LLMs usually require specific APIs to couple with non-semantic information technology. Our top semantic abstraction level with its bidirectional semantic information flow enables high-cohesion loose coupling30,31 of semantic and non-semantic information technologies and serves at the same time to inform the human user about the system’s processes. It also enables ‘interface reversal,’ where LLMs and expert systems can either actively engage with and utilize any connected application modules, or the application modules themselves can access AI capabilities. For instance, conventional software can leverage AI for advanced tasks, such as data interpretation or decision support, while AI can call semantically upon these tools for operations like data formatting or numerical processing.

To archive this, all application modules of the study software communicate semantically through the paradigm-integrating platform. For this, the platform uses a universal messaging protocol, recursive universal objects, and a central ‘blackboard’48 acting as a shared information space and common ground49. The seamless semantic communication across paradigms (Fig. 1a) enables e.g. numerical procedures working on a low level of abstraction to ask for support from higher levels of abstraction, e.g. the expert system, for making decisions about details of their own use in a self-referencing procedure50. Algorithms at the procedural abstraction level can therefore adapt at runtime to a given context or to the intent of a computation that can only be inferred at a higher level of abstraction.

Vice versa, processes on a higher level of abstraction can easily access functionality of their choice from lower levels to obtain information they need or to process data as needed for reaching a given goal. Consistently, the platform uses the same design patterns for cross-paradigm access to a graphical user interface or even to APIs for third-party applications such as GPT-4. Information coming from or being send to other digital applications and databases is always first handled at its native abstraction level and then made accessible to applications working at lower or higher levels.

The application modules handle tasks such as text extraction, data pre-processing, and report generation (Supplementary Table S1). All modules exchange information along with meta-information51, such as AI reasoning and data origin. Unlike in most conventional software, information and associated meta-information persists and remains accessible to all subsystems at all abstraction levels, even when the subsystems themselves lack semantic capabilities.

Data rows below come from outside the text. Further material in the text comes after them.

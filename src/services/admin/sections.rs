use std::collections::HashMap;

use crate::errors::Result;
use crate::models::FormFields;
use crate::models::sections::{entities::Section, requests::SectionForm};
use crate::render::{PageContext, html::options};
use crate::storage::Storage;

use super::ListPage;

pub(crate) async fn list(storage: &dyn Storage) -> Result<ListPage> {
    let courses: HashMap<i64, String> = storage
        .list_courses()
        .await?
        .into_iter()
        .map(|c| (c.id, c.number))
        .collect();
    let semesters: HashMap<i64, String> = storage
        .list_semesters()
        .await?
        .into_iter()
        .map(|s| (s.id, s.title()))
        .collect();
    let professors: HashMap<i64, String> = storage
        .list_professors()
        .await?
        .into_iter()
        .map(|p| (p.id, p.last_first()))
        .collect();

    let rows = storage
        .list_sections()
        .await?
        .into_iter()
        .map(|s| {
            let course = courses.get(&s.course_id).cloned().unwrap_or_default();
            let semester = semesters.get(&s.semester_id).cloned().unwrap_or_default();
            let professor = s
                .professor_id
                .and_then(|id| professors.get(&id).cloned())
                .unwrap_or_default();
            (s.id, vec![s.number, course, semester, professor])
        })
        .collect();

    Ok(ListPage {
        headers: &["Section", "Course", "Semester", "Professor"],
        rows,
    })
}

pub(crate) async fn form(storage: &dyn Storage, id: Option<i64>) -> Result<PageContext> {
    let section: Option<Section> = match id {
        Some(id) => Some(
            storage
                .get_section(id)
                .await?
                .into_result(format!("section {id}"))?,
        ),
        None => None,
    };

    let selected_course = section.as_ref().map(|s| s.course_id.to_string());
    let selected_semester = section.as_ref().map(|s| s.semester_id.to_string());
    let selected_professor = section
        .as_ref()
        .and_then(|s| s.professor_id)
        .map(|id| id.to_string());

    let course_options = options(
        storage
            .list_courses()
            .await?
            .into_iter()
            .map(|c| (c.id, c.label())),
        selected_course.as_deref(),
    );
    let semester_options = options(
        storage
            .list_semesters()
            .await?
            .into_iter()
            .map(|s| (s.id, s.title())),
        selected_semester.as_deref(),
    );
    let professor_options = options(
        storage
            .list_professors()
            .await?
            .into_iter()
            .map(|p| (p.id, p.last_first())),
        selected_professor.as_deref(),
    );

    let mut context = PageContext::new()
        .with_html("course_options", course_options)
        .with_html("semester_options", semester_options)
        .with_html("professor_options", professor_options);
    if let Some(section) = section {
        context.insert("number", section.number);
    }
    Ok(context)
}

pub(crate) async fn save(storage: &dyn Storage, fields: &FormFields) -> Result<()> {
    let form = SectionForm::try_from(fields)?;
    storage.edit_section(form, fields.id()?).await?;
    Ok(())
}
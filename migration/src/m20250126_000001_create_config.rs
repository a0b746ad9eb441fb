use sea_orm_migration::prelude::*;

#[derive(DeriveMigrationName)]
pub struct Migration;

#[async_trait::async_trait]
impl MigrationTrait for Migration {
    async fn up(&self, manager: &SchemaManager) -> Result<(), DbErr> {
        // ==================== 运行时配置表 ====================
        // 默认值由服务启动时写入，这里只建表
        manager
            .create_table(
                Table::create()
                    .table(Config::Table)
                    .if_not_exists()
                    .col(
                        ColumnDef::new(Config::Name)
                            .string()
                            .not_null()
                            .primary_key(),
                    )
                    .col(ColumnDef::new(Config::Value).text().not_null())
                    .to_owned(),
            )
            .await?;

        Ok(())
    }

    async fn down(&self, manager: &SchemaManager) -> Result<(), DbErr> {
        manager
            .drop_table(Table::drop().table(Config::Table).to_owned())
            .await?;
        Ok(())
    }
}

#[derive(DeriveIden)]
enum Config {
    #[sea_orm(iden = "config")]
    Table,
    Name,
    Value,
}
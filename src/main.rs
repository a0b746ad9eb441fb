use actix_cors::Cors;
use actix_session::{SessionMiddleware, config::PersistentSession, storage::CookieSessionStore};
use actix_web::cookie::time::Duration as CookieDuration;
use actix_web::middleware::{Compress, DefaultHeaders};
use actix_web::{App, HttpServer, web};
use clap::Parser;
use dotenv::dotenv;
use human_panic::setup_panic;
use tracing::{debug, warn};

// 从 lib.rs 导入模块
use tutoring_portal::config::{AppConfig, Cli};
use tutoring_portal::middlewares::LoadUser;
use tutoring_portal::routes;
use tutoring_portal::runtime::{AppContext, lifetime};

#[actix_web::main]
async fn main() -> std::io::Result<()> {
    dotenv().ok();

    // 记录程序启动时间
    let app_start_time = chrono::Utc::now();

    // 启动前预处理 //

    // 初始化配置
    setup_panic!();
    let cli = Cli::parse();
    let config = AppConfig::load(&cli).map_err(std::io::Error::other)?;

    // 初始化日志
    let stdout_log = std::io::stdout();
    let (non_blocking_writer, _guard) = tracing_appender::non_blocking(stdout_log);
    let filter = tracing_subscriber::EnvFilter::new(&config.app.log_level);
    let tracing_format = tracing_subscriber::fmt::format()
        .with_level(true)
        .with_ansi(true);

    let tracing_builder = tracing_subscriber::fmt()
        .with_env_filter(filter)
        .with_writer(non_blocking_writer)
        .event_format(tracing_format);

    if config.is_development() {
        tracing_builder
            .with_file(true)
            .with_line_number(true)
            .init();
    } else {
        tracing_builder.json().init();
    }

    // 打印信息
    warn!(
        "Starting pre-startup processing...
        Project: {}
        Version: {}
        Authors: {}",
        env!("CARGO_PKG_NAME"),
        env!("CARGO_PKG_VERSION"),
        env!("CARGO_PKG_AUTHORS")
    );

    let startup = lifetime::startup::prepare_server_startup(&config)
        .await
        .map_err(std::io::Error::other)?;

    let context = web::Data::new(AppContext::new(&config, startup.storage.clone()));
    let secret_key = startup.settings.secret_key.clone();
    let session_ttl = CookieDuration::minutes(startup.settings.session_lifetime_minutes);

    // 输出预处理时间
    debug!(
        "Pre-startup processing completed in {} ms",
        chrono::Utc::now()
            .signed_duration_since(app_start_time)
            .num_milliseconds()
    );

    // 预处理完成 //

    warn!("Using {} CPU cores for the server", config.server.workers);

    let server_config = config.clone();

    // Start the HTTP server
    let server = HttpServer::new(move || {
        let config = &server_config;

        let mut cors = Cors::default()
            .allowed_methods(vec!["GET", "POST"])
            .allow_any_header()
            .max_age(config.cors.max_age);
        for origin in &config.cors.allowed_origins {
            cors = cors.allowed_origin(origin);
        }

        App::new()
            .wrap(
                DefaultHeaders::new()
                    .add(("Connection", "keep-alive"))
                    .add((
                        "Keep-Alive",
                        format!("timeout={}, max=1000", config.server.timeouts.keep_alive),
                    ))
                    .add(("X-Content-Type-Options", "nosniff")),
            )
            .wrap(LoadUser) // 加载会话身份，必须在会话中间件内层
            .wrap(
                SessionMiddleware::builder(CookieSessionStore::default(), secret_key.clone())
                    .cookie_name(config.auth.cookie_name.clone())
                    .cookie_secure(config.auth.cookie_secure)
                    .session_lifecycle(PersistentSession::default().session_ttl(session_ttl))
                    .build(),
            )
            .wrap(Compress::default())
            .wrap(cors)
            .app_data(context.clone())
            .app_data(web::FormConfig::default().limit(config.server.limits.max_payload_size)) // 后台表单大小限制
            .app_data(web::PayloadConfig::new(
                config.server.limits.max_payload_size,
            )) // 设置最大请求体大小
            .configure(routes::configure_routes)
            .default_service(web::to(routes::not_found)) // 未匹配的路径返回 404 页面
    })
    .keep_alive(std::time::Duration::from_secs(
        config.server.timeouts.keep_alive,
    )) // 启用长连接
    .client_request_timeout(std::time::Duration::from_millis(
        config.server.timeouts.client_request,
    )) // 客户端超时
    .client_disconnect_timeout(std::time::Duration::from_millis(
        config.server.timeouts.client_disconnect,
    )) // 断连超时
    .workers(config.server.workers);

    let bind_address = config.server_bind_address();
    warn!("Starting server at http://{}", bind_address);
    let server = server.bind(bind_address)?.run();

    tokio::select! {
        res = server => {
            res?;
        }
        _ = lifetime::shutdown::listen_for_shutdown() => {
            warn!("Graceful shutdown: all tasks completed");
        }
    }

    Ok(())
}
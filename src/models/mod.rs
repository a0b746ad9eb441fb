//! 数据模型定义
//!
//! 每个子模块包含：
//! - `entities`: 业务实体
//! - `requests`: 后台表单解析结果

pub mod common;
pub mod courses;
pub mod problem_types;
pub mod professors;
pub mod reports;
pub mod sections;
pub mod semesters;
pub mod system;
pub mod tickets;
pub mod tutors;

pub use common::{FormFields, JsonList};
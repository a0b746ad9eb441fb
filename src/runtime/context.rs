//! 请求处理共享的应用上下文
//!
//! 启动时构建一次，通过 `web::Data<AppContext>` 交给每个处理函数。

use std::sync::Arc;

use tracing::warn;

use crate::config::AppConfig;
use crate::render::Templates;
use crate::storage::Storage;

/// 登录相关设置
#[derive(Debug, Clone)]
pub struct AuthSettings {
    /// 会话中的身份直接视为管理员，不查询数据库（仅调试构建）
    pub debug_identity: bool,
    pub debug_email: String,
    pub sso_url: String,
}

impl AuthSettings {
    pub fn from_config(config: &AppConfig) -> Self {
        let debug_identity = config.app.debug && cfg!(debug_assertions);
        if config.app.debug && !debug_identity {
            warn!("Debug mode requested, but the debug identity is unavailable in release builds");
        }

        Self {
            debug_identity,
            debug_email: config.auth.debug_email.clone(),
            sso_url: config.auth.sso_url.clone(),
        }
    }
}

pub struct AppContext {
    pub storage: Arc<dyn Storage>,
    pub templates: Templates,
    pub auth: AuthSettings,
}

impl AppContext {
    pub fn new(config: &AppConfig, storage: Arc<dyn Storage>) -> Self {
        Self {
            storage,
            templates: Templates::new(config.app.system_name.clone(), config.app.reload),
            auth: AuthSettings::from_config(config),
        }
    }
}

Finally, the ‘agent’ software design pattern52 and the data, context, and interaction paradigm53 bestow agency onto parts of the system. Supplementary Table S1 explains the various concepts of the software.

Expert system implementation

The NLP expert system Plato-3 in Prolog21 is an integral part of RUDS. Plato-3 communicates semantically with GPT-4 and the other required application modules, and its rule base realizes the ontology software paradigm54. Plato-3 speaks a distinct German subset of natural language for oncologic PET reports, using the definite clause grammar formalism55. The recursively enumerable language spans the full Chomsky hierarchy of formal grammar classes56. Consequently, Plato-3 accepts unknown words from GPT-4 but provides a defined language set to GPT-4 for unambiguous communication between the two different AI concepts. This semantic unification32 ensures that the two AI systems, despite operating with different internal representations and reasoning methods, share a common semantic framework for consistent and unambiguous communication, thereby realizing the neuro-symbolic paradigm (Fig. 1a).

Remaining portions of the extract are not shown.